Some of the most common journalism jobs are working for a newspaper or working at a broadcast station.

 Job Description

Regardless of whether you work in broadcasting or print journalism, the job descriptions will be similar. According to Journalism Degree, journalists will be:

  • interviewing people people in a wide range of circumstances
  • writing copy for publication on a tight deadline
  • building contacts and sources for future stories
  • fact-checking the information given to you by a source
  • creating blog publications

As someone who is getting a minor in journalism, I can attest that this list sums up a journalism career prety well. One thing it left out was the research part of the job. When going to interview someone, a journalist has to be prepared and ask questions that make sense. So, the logical first step is to research the person you are interviewing, and the topic you are going to discuss.

Also, I need to emphasize the fact-checking point that the article makes. If a story gets printed and later on the journalist finds out they did not use a credible source, the results could be detrimental. Journalists must tell the truth when reporting to the public, and they must double-check sources. It’s probably a good idea to check them three or four times.

Skills Needed

According to same article, some skills journalists need are:

  • able to work within a tight deadline
  • curious about the world around you
  • general understanding of current events
  • ability to delve deeper
  • good communications skills, both written and oral
  • strong editing and proofreading skills
  • eye for detail
  • excellent written English skills
  • must be able to work well alone or in a team
  • ability to multitask
  • strong familiarity with photography, video and audio content gathering and editing skills

A skill that is not on the list is objectivity. A journalist needs to remove him/herself from the story. That journalist should not insert their opinion in the piece. That can be hard, but in order to tell the truth, it has to be done.

Places of Employment

  • Newspaper
  • Websites
  • Radio Stations
  • Television Companies
  • Periodical publishers


“According to the U.S. Bureau of Labor and Statistics, In May 2008, reporters and correspondents had average yearly wages of $44,030. The average starting salary for journalism majors in July 2009 was $35,328.”

Jeff Bercovici

Jeff Bercovici, a reporter for Forbes, said in his opinion piece, “Being a journalist is the best. That’s all there is to it. Yes, there are too few really good jobs and too many people fighting for them. Yes, salaries start out quite low. Yes, the hours can be long and irregular. Yes, the industry is in a period of extreme disruption, with lots of old jobs being destroyed, and the new ones typically offer less security and require different skills.

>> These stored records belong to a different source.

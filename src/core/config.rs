//! Runtime configuration.
//!
//! Defaults, then an optional `kepfix.toml`, then `KEPFIX_REPO_ROOT`, then
//! command-line flags. Later sources win.

use crate::core::error::KepfixError;
use crate::core::repair::DEFAULT_MAX_PASSES;
use serde::{Deserialize, Serialize};
use std::fs;
use std::path::{Path, PathBuf};

pub const CONFIG_FILE: &str = "kepfix.toml";
pub const REPO_ROOT_ENV: &str = "KEPFIX_REPO_ROOT";

#[derive(Debug, Clone, PartialEq, Eq, Serialize, Deserialize)]
#[serde(default, deny_unknown_fields)]
pub struct Config {
    /// Working directory for history queries.
    pub repo_root: PathBuf,
    pub git_binary: String,
    /// Upper bound on parse-and-repair passes per file.
    pub max_repair_passes: usize,
}

impl Default for Config {
    fn default() -> Self {
        Self {
            repo_root: PathBuf::from("."),
            git_binary: "git".to_string(),
            max_repair_passes: DEFAULT_MAX_PASSES,
        }
    }
}

impl Config {
    /// Load `explicit` if given, else `kepfix.toml` under `cwd` when present.
    ///
    /// A missing explicit file is an error; a missing default file is not.
    pub fn load(explicit: Option<&Path>, cwd: &Path) -> Result<Self, KepfixError> {
        let path = match explicit {
            Some(path) => {
                if !path.exists() {
                    return Err(KepfixError::ConfigError(format!(
                        "config file {} does not exist",
                        path.display()
                    )));
                }
                path.to_path_buf()
            }
            None => {
                let path = cwd.join(CONFIG_FILE);
                if !path.exists() {
                    return Ok(Self::default());
                }
                path
            }
        };
        tracing::debug!(path = %path.display(), "loading config");
        let content = fs::read_to_string(&path).map_err(KepfixError::IoError)?;
        Self::from_toml(&content)
            .map_err(|e| KepfixError::ConfigError(format!("{}: {}", path.display(), e)))
    }

    pub fn from_toml(content: &str) -> Result<Self, KepfixError> {
        toml::from_str(content).map_err(|e| KepfixError::ConfigError(e.to_string()))
    }

    /// Apply the value of `KEPFIX_REPO_ROOT`, if set and non-empty.
    pub fn with_env_override(mut self, repo_root: Option<String>) -> Self {
        if let Some(root) = repo_root.filter(|r| !r.trim().is_empty()) {
            self.repo_root = PathBuf::from(root);
        }
        self
    }

    pub fn with_repo_root(mut self, repo_root: Option<PathBuf>) -> Self {
        if let Some(root) = repo_root {
            self.repo_root = root;
        }
        self
    }

    pub fn validate(&self) -> Result<(), KepfixError> {
        if self.max_repair_passes == 0 {
            return Err(KepfixError::ConfigError(
                "max_repair_passes must be at least 1".to_string(),
            ));
        }
        if self.git_binary.trim().is_empty() {
            return Err(KepfixError::ConfigError(
                "git_binary must not be empty".to_string(),
            ));
        }
        Ok(())
    }
}

#[cfg(test)]
mod tests {
    use super::*;
    use tempfile::tempdir;

    #[test]
    fn missing_default_file_gives_defaults() {
        let tmp = tempdir().unwrap();
        let config = Config::load(None, tmp.path()).unwrap();
        assert_eq!(config, Config::default());
        assert_eq!(config.max_repair_passes, 8);
    }

    #[test]
    fn missing_explicit_file_is_an_error() {
        let tmp = tempdir().unwrap();
        let err = Config::load(Some(&tmp.path().join("nope.toml")), tmp.path()).unwrap_err();
        assert!(matches!(err, KepfixError::ConfigError(_)));
    }

    #[test]
    fn default_file_is_picked_up() {
        let tmp = tempdir().unwrap();
        fs::write(
            tmp.path().join(CONFIG_FILE),
            "repo_root = \"/srv/enhancements\"\nmax_repair_passes = 3\n",
        )
        .unwrap();
        let config = Config::load(None, tmp.path()).unwrap();
        assert_eq!(config.repo_root, PathBuf::from("/srv/enhancements"));
        assert_eq!(config.max_repair_passes, 3);
        assert_eq!(config.git_binary, "git");
    }

    #[test]
    fn unknown_keys_are_rejected() {
        assert!(Config::from_toml("colour = true\n").is_err());
    }

    #[test]
    fn later_sources_win() {
        let config = Config::from_toml("repo_root = \"/from/file\"\n")
            .unwrap()
            .with_env_override(Some("/from/env".into()));
        assert_eq!(config.repo_root, PathBuf::from("/from/env"));
        let config = config.with_repo_root(Some(PathBuf::from("/from/flag")));
        assert_eq!(config.repo_root, PathBuf::from("/from/flag"));
        let config = config.with_env_override(Some(" ".into())).with_repo_root(None);
        assert_eq!(config.repo_root, PathBuf::from("/from/flag"));
    }

    #[test]
    fn zero_passes_is_rejected() {
        let config = Config {
            max_repair_passes: 0,
            ..Config::default()
        };
        assert!(config.validate().is_err());
        assert!(Config::default().validate().is_ok());
    }
}
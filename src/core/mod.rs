//! Core modules for kepfix's repair-and-reconcile pipeline.

pub mod config;
pub mod document;
pub mod error;
pub mod fix;
pub mod history;
pub mod locator;
pub mod output;
pub mod parse;
pub mod reconcile;
pub mod repair;
pub mod schema;
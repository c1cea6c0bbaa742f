//! CLI struct definitions for the kepfix command-line interface.

use clap::Parser;
use std::ffi::OsString;
use std::path::PathBuf;

#[derive(Parser, Debug)]
#[clap(
    name = "kepfix",
    version = env!("CARGO_PKG_VERSION"),
    about = "Repair and canonicalize the YAML front matter of proposal documents, filling missing dates from git history."
)]
pub(crate) struct Cli {
    /// Run every step, including history queries, but do not write any file.
    #[clap(long)]
    pub dry_run: bool,
    /// Repository that history queries run in (overrides config and KEPFIX_REPO_ROOT).
    #[clap(long)]
    pub repo_root: Option<PathBuf>,
    /// Config file; defaults to ./kepfix.toml when present.
    #[clap(long)]
    pub config: Option<PathBuf>,
    /// Output format: 'text' or 'json'.
    #[clap(long, value_enum, default_value = "text")]
    pub format: OutputFormat,
    /// Log debug detail to stderr and list every repair.
    #[clap(long, short = 'v')]
    pub verbose: bool,
    /// Proposal files, processed in order.
    #[clap(required = true)]
    pub files: Vec<PathBuf>,
}

#[derive(clap::ValueEnum, Clone, Copy, Debug, PartialEq, Eq)]
pub(crate) enum OutputFormat {
    Text,
    Json,
}

/// Accept the single-dash `-dry-run` spelling alongside `--dry-run`.
pub(crate) fn normalize_args<I>(args: I) -> Vec<OsString>
where
    I: IntoIterator<Item = OsString>,
{
    let mut options_done = false;
    args.into_iter()
        .map(|arg| {
            if options_done {
                return arg;
            }
            match arg.to_str() {
                Some("--") => {
                    options_done = true;
                    arg
                }
                Some("-dry-run") => OsString::from("--dry-run"),
                _ => arg,
            }
        })
        .collect()
}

None of that changes the core fact here. For those who are cut out for it — and that’s definitely not everyone — journalism is a uniquely rewarding, wonderful career”.

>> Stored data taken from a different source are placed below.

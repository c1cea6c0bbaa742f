//! Heuristic front matter repair.
//!
//! Runs a parse, and on a recognized failure applies the matching textual
//! transform to every line showing that defect, then parses again. The loop
//! is bounded; when it runs out of passes or hits a failure it cannot act on,
//! whatever a per-key parse can still extract is handed on.

use crate::core::document::Document;
use crate::core::error::KepfixError;
use crate::core::locator::MetadataLines;
use crate::core::parse::{
    self, FailureCategory, ParseFailure, RawMetadata, defect_lines, split_value, top_level_key,
};
use regex::Regex;
use serde::Serialize;
use std::sync::LazyLock;

/// Key-like prefix of a nested mapping line, keeping indentation and any
/// list marker in group 1.
static KEY_PREFIX: LazyLock<Regex> = LazyLock::new(|| {
    Regex::new(r"^(\s*(?:-\s+)?)[A-Za-z][A-Za-z0-9_-]*:\s*").unwrap()
});

/// Optional dash, then a quoted or unquoted value starting with `@`.
static AT_VALUE: LazyLock<Regex> = LazyLock::new(|| {
    Regex::new(r#"^\s*(?:-\s+|[A-Za-z][A-Za-z0-9_-]*:\s+)"?@"#).unwrap()
});

pub const DEFAULT_MAX_PASSES: usize = 8;

#[derive(Clone, Debug, PartialEq, Eq, Serialize)]
pub struct RepairAction {
    /// One-based line the transform was applied to, numbered before the
    /// transform ran.
    pub line: usize,
    pub category: FailureCategory,
}

#[derive(Clone, Debug, Default, Serialize)]
pub struct RepairReport {
    /// Lines changed by the unconditional normalization passes.
    pub normalized: usize,
    pub actions: Vec<RepairAction>,
    /// Parse attempts made by the repair loop.
    pub passes: usize,
    /// False when the metadata only parsed key by key.
    pub clean: bool,
    /// Chunks the per-key parse had to leave out.
    pub dropped: Vec<ParseFailure>,
}

#[derive(Debug)]
pub struct Repaired {
    pub metadata: RawMetadata,
    pub report: RepairReport,
}

pub struct Repairer {
    max_passes: usize,
}

impl Default for Repairer {
    fn default() -> Self {
        Self::new(DEFAULT_MAX_PASSES)
    }
}

impl Repairer {
    pub fn new(max_passes: usize) -> Self {
        Self {
            max_passes: max_passes.max(1),
        }
    }

    /// Repair `document.metadata` in place and return what could be parsed.
    pub fn repair(&self, document: &mut Document) -> Result<Repaired, KepfixError> {
        let mut report = RepairReport {
            normalized: normalize(&mut document.metadata),
            ..RepairReport::default()
        };

        let mut last_failure = None;
        while report.passes < self.max_passes {
            report.passes += 1;
            match parse::parse(&document.metadata) {
                Ok(metadata) => {
                    report.clean = true;
                    return Ok(Repaired { metadata, report });
                }
                Err(failure) => {
                    tracing::debug!(
                        path = %document.path.display(),
                        category = %failure.category,
                        line = ?failure.line,
                        "metadata parse failed"
                    );
                    let category = failure.category;
                    last_failure = Some(failure);
                    if !category.is_repairable() {
                        break;
                    }
                    let applied = apply(category, &mut document.metadata);
                    if applied.is_empty() {
                        break;
                    }
                    report.actions.extend(applied);
                }
            }
        }

        if let Some(failure) = &last_failure {
            tracing::warn!(
                path = %document.path.display(),
                category = %failure.category,
                "giving up on repairs, falling back to per-key parsing"
            );
        }
        match parse::parse_best_effort(&document.metadata) {
            Ok((metadata, dropped)) => {
                report.dropped = dropped;
                Ok(Repaired { metadata, report })
            }
            Err(failure) => {
                let failure = last_failure.unwrap_or(failure);
                Err(KepfixError::ParseFailure {
                    path: document.path.clone(),
                    line: failure.line,
                    category: failure.category,
                    message: failure.message,
                })
            }
        }
    }
}

/// Trim trailing whitespace and quote values starting with `@`.
///
/// Returns the number of lines changed.
pub fn normalize(lines: &mut MetadataLines) -> usize {
    let mut changed = 0;
    for line in lines.iter_mut() {
        let mut fixed = line.trim_end().to_string();
        if AT_VALUE.is_match(&fixed) {
            if !fixed.contains("\"@") {
                fixed = fixed.replacen('@', "\"@", 1);
            }
            if !fixed.ends_with('"') {
                fixed.push('"');
            }
        }
        if fixed != *line {
            *line = fixed;
            changed += 1;
        }
    }
    changed
}

/// Apply the transform for `category` to every line that shows the defect.
pub fn apply(category: FailureCategory, lines: &mut MetadataLines) -> Vec<RepairAction> {
    let targets = defect_lines(category, lines);
    let mut actions = Vec::with_capacity(targets.len());
    // Back to front, so removals do not shift lines still to be visited.
    for &at in targets.iter().rev() {
        match category {
            FailureCategory::NestedMapInList => unnest(lines, at),
            FailureCategory::RawBracket => quote_from(lines, at, '['),
            FailureCategory::BareAt => quote_from(lines, at, '@'),
            FailureCategory::NotAMap | FailureCategory::Unrecognized => continue,
        }
        tracing::debug!(line = at + 1, %category, "applied repair");
        actions.push(RepairAction {
            line: at + 1,
            category,
        });
    }
    actions.reverse();
    actions
}

/// Strip the `word:` prefix; without a list marker the rest continues the
/// previous line.
fn unnest(lines: &mut MetadataLines, at: usize) {
    let cleaned = KEY_PREFIX.replace(&lines[at], "$1").into_owned();
    let is_item = cleaned.trim_start().starts_with("- ");
    if is_item || at == 0 {
        lines[at] = cleaned;
        return;
    }
    let continuation = cleaned.trim();
    if !continuation.is_empty() {
        let previous = &mut lines[at - 1];
        previous.push(' ');
        previous.push_str(continuation);
    }
    lines.remove_line(at);
}

/// Open a double quote before the first `marker` and close it at line end.
fn quote_from(lines: &mut MetadataLines, at: usize, marker: char) {
    let line = lines[at].clone();
    if let (Some(key), Some((_, value))) = (top_level_key(&line), split_value(&line))
        && value.starts_with(marker)
    {
        lines.set_scalar(key, &format!("\"{}\"", value));
        return;
    }
    let mut quoted = line.replacen(marker, &format!("\"{}", marker), 1);
    quoted.push('"');
    lines[at] = quoted;
}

Jeff writes the following are good reasons to be a journalist:

You’re always learning.

You get paid to read a ton.

You get paid to meet interesting people.

You get to meet celebrities.

Maybe you even get to enjoy a little celebrity.

All that “stress”? It’s called excitement.

Journalists get around.

And then there’s the small matter of self-expression.

Not all of these perks will apply to all journalists. Some of these benefits depend on where you are working.

Journalism is a very rewarding career choice. It will not always be easy, but it can be very fulfilling.